DIRECTIONS - Take the material below from its first line through the line containing "async fn run_tool(program: &str, args: &[&str])" and, please, write those lines again exactly.

EXTRACTED MATERIAL -
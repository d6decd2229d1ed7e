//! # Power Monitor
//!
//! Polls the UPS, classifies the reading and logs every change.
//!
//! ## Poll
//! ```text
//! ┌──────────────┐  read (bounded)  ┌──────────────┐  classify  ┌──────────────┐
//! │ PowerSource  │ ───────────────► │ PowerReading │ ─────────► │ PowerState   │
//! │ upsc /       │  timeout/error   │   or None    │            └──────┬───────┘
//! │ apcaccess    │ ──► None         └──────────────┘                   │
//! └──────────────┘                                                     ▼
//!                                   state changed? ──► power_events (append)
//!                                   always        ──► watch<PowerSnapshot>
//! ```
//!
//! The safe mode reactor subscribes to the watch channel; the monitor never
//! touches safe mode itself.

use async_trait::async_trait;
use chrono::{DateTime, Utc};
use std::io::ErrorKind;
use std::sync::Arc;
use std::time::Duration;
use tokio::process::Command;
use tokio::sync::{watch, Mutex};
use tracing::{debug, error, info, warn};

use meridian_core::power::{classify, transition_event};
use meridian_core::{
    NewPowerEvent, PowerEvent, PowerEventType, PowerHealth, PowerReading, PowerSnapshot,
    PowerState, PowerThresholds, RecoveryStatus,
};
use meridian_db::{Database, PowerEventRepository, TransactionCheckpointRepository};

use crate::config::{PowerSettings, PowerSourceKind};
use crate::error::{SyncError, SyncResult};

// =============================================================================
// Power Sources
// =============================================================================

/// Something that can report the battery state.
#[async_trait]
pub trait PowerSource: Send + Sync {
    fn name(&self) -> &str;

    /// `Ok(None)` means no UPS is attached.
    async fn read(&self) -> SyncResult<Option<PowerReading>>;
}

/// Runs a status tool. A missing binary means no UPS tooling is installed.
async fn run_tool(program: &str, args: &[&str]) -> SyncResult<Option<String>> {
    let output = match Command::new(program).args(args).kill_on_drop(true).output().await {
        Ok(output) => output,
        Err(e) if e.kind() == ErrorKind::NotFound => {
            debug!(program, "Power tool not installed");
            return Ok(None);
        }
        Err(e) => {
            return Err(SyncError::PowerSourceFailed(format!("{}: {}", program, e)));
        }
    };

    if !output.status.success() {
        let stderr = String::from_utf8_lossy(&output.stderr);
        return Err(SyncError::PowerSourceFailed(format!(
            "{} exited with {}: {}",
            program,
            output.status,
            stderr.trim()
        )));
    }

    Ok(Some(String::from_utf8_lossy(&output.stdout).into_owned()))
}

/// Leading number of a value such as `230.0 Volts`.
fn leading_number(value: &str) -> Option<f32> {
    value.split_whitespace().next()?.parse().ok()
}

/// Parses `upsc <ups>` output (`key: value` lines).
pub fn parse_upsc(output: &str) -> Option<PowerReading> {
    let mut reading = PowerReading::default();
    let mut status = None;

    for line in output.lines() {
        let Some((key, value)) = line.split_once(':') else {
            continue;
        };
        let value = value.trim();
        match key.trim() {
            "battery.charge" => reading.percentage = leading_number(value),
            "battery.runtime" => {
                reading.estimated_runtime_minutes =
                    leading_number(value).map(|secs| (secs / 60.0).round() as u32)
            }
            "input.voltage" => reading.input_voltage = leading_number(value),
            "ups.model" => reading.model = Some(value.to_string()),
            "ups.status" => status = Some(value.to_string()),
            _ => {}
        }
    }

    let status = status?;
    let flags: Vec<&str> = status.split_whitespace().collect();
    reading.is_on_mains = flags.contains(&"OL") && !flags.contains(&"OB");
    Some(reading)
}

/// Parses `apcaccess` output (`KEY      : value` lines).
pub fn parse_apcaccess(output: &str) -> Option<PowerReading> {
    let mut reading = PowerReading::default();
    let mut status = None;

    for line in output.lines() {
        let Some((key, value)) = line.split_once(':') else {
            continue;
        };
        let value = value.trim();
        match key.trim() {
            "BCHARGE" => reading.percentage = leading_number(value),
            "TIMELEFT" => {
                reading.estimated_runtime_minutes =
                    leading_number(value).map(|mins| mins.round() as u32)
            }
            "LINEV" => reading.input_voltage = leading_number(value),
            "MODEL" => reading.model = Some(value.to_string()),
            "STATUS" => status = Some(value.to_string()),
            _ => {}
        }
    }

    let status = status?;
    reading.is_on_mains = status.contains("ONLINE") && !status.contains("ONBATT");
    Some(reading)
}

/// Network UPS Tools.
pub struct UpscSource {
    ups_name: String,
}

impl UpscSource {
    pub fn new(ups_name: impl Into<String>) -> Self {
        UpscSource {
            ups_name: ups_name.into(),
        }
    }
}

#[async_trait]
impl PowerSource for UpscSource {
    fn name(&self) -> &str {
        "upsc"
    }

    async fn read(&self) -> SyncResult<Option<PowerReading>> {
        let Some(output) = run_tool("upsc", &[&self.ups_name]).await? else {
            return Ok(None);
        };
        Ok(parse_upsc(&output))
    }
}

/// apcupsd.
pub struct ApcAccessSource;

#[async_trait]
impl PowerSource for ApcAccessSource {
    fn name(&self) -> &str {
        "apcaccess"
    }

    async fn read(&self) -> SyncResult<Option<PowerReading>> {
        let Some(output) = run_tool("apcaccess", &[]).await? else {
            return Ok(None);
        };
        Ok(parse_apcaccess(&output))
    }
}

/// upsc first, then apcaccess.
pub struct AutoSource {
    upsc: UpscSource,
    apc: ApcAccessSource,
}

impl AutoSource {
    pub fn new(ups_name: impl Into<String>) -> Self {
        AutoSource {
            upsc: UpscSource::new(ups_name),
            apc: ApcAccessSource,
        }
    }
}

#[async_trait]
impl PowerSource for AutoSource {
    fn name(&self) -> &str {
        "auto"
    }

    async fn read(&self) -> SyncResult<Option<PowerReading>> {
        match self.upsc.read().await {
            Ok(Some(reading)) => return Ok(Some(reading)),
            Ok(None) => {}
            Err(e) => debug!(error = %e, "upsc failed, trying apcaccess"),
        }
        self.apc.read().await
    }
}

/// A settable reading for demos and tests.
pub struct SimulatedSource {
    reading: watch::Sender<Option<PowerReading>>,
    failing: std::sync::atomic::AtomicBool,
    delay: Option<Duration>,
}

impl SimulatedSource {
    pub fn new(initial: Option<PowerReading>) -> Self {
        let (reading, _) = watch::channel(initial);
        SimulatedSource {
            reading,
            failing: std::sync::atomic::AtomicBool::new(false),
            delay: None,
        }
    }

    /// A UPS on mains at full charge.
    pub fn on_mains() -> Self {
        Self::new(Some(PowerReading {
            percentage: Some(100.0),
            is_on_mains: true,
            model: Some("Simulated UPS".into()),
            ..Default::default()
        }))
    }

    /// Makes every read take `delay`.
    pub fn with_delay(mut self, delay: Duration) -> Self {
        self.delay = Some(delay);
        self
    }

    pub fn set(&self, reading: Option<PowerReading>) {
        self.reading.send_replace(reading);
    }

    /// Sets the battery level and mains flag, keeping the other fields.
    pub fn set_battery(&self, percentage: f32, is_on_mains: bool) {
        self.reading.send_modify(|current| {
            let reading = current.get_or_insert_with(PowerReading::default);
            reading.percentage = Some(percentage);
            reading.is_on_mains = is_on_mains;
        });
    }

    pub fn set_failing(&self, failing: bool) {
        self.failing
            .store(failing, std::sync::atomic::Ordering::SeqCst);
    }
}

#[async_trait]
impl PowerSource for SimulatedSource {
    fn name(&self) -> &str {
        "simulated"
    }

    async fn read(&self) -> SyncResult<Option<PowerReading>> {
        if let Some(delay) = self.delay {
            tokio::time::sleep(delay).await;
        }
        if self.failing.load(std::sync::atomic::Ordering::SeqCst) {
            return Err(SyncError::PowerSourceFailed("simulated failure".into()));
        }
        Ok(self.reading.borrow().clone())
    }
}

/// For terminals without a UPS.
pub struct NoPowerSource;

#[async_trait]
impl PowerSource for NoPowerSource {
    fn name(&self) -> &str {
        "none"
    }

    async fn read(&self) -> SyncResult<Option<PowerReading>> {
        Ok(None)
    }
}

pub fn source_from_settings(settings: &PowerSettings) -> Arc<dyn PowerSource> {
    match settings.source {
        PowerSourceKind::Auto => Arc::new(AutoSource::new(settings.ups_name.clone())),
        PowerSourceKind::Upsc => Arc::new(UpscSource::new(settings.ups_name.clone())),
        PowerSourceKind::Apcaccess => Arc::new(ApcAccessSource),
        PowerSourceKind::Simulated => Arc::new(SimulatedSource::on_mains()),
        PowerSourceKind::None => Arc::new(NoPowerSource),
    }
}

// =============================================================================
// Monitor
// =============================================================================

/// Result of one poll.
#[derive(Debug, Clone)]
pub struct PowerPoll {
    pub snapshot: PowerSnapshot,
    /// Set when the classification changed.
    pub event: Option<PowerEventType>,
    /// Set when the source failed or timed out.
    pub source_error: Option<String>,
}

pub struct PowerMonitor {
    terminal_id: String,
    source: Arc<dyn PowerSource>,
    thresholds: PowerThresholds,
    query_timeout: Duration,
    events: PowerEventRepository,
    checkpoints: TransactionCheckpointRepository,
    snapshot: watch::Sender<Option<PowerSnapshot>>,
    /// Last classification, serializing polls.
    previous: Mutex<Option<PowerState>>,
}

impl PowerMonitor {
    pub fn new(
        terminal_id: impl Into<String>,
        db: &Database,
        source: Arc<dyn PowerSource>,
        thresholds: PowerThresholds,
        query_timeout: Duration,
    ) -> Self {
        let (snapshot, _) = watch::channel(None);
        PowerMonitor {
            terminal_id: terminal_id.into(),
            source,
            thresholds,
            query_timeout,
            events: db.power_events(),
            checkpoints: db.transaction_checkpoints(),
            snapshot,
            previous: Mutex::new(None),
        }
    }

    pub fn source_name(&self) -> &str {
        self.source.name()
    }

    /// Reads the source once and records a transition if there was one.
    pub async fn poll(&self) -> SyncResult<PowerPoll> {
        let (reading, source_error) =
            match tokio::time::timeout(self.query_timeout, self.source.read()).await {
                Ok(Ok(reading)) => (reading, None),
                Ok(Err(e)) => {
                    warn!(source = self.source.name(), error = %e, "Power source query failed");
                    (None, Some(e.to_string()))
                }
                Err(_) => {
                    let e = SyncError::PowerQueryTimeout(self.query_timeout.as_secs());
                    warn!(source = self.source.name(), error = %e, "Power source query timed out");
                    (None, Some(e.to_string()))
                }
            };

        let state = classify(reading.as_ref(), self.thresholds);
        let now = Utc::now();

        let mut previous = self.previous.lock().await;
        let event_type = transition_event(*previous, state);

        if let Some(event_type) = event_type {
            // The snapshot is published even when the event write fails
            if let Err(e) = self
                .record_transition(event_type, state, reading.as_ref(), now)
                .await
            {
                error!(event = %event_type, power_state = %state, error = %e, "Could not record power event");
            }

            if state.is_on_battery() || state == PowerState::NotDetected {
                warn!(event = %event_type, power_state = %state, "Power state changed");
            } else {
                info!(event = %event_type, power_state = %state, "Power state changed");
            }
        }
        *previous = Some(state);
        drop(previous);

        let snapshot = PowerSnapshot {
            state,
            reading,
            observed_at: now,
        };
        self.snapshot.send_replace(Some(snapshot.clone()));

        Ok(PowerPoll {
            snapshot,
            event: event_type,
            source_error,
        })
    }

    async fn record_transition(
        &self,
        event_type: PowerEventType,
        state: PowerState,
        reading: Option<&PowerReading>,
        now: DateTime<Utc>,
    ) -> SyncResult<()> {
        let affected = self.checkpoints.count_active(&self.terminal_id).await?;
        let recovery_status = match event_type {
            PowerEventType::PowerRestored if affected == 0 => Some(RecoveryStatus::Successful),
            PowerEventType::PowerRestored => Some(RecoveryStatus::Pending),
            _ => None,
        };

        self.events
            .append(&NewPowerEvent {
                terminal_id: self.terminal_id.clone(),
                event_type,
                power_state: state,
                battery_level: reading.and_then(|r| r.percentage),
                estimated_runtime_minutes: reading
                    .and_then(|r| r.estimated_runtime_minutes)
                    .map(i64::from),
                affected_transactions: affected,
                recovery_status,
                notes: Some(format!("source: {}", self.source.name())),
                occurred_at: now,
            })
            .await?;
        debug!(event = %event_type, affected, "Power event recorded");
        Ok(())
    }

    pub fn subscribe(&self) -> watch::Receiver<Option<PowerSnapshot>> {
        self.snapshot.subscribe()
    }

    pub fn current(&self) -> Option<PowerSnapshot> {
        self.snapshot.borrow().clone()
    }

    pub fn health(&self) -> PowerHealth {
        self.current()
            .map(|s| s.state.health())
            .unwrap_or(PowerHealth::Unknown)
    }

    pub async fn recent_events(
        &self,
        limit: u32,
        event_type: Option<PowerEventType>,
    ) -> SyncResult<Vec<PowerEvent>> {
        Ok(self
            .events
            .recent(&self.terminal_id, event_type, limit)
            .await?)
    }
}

RESULT FOR THIS EXERCISE -
repository d6decd2229d1ed7e
//! # Power Monitor
//!
//! Polls the UPS, classifies the reading and logs every change.
//!
//! ## Poll
//! ```text
//! ┌──────────────┐  read (bounded)  ┌──────────────┐  classify  ┌──────────────┐
//! │ PowerSource  │ ───────────────► │ PowerReading │ ─────────► │ PowerState   │
//! │ upsc /       │  timeout/error   │   or None    │            └──────┬───────┘
//! │ apcaccess    │ ──► None         └──────────────┘                   │
//! └──────────────┘                                                     ▼
//!                                   state changed? ──► power_events (append)
//!                                   always        ──► watch<PowerSnapshot>
//! ```
//!
//! The safe mode reactor subscribes to the watch channel; the monitor never
//! touches safe mode itself.

use async_trait::async_trait;
use chrono::{DateTime, Utc};
use std::io::ErrorKind;
use std::sync::Arc;
use std::time::Duration;
use tokio::process::Command;
use tokio::sync::{watch, Mutex};
use tracing::{debug, error, info, warn};

use meridian_core::power::{classify, transition_event};
use meridian_core::{
    NewPowerEvent, PowerEvent, PowerEventType, PowerHealth, PowerReading, PowerSnapshot,
    PowerState, PowerThresholds, RecoveryStatus,
};
use meridian_db::{Database, PowerEventRepository, TransactionCheckpointRepository};

use crate::config::{PowerSettings, PowerSourceKind};
use crate::error::{SyncError, SyncResult};

// =============================================================================
// Power Sources
// =============================================================================

/// Something that can report the battery state.
#[async_trait]
pub trait PowerSource: Send + Sync {
    fn name(&self) -> &str;

    /// `Ok(None)` means no UPS is attached.
    async fn read(&self) -> SyncResult<Option<PowerReading>>;
}

/// Runs a status tool. A missing binary means no UPS tooling is installed.
async fn run_tool(program: &str, args: &[&str]) -> SyncResult<Option<String>> {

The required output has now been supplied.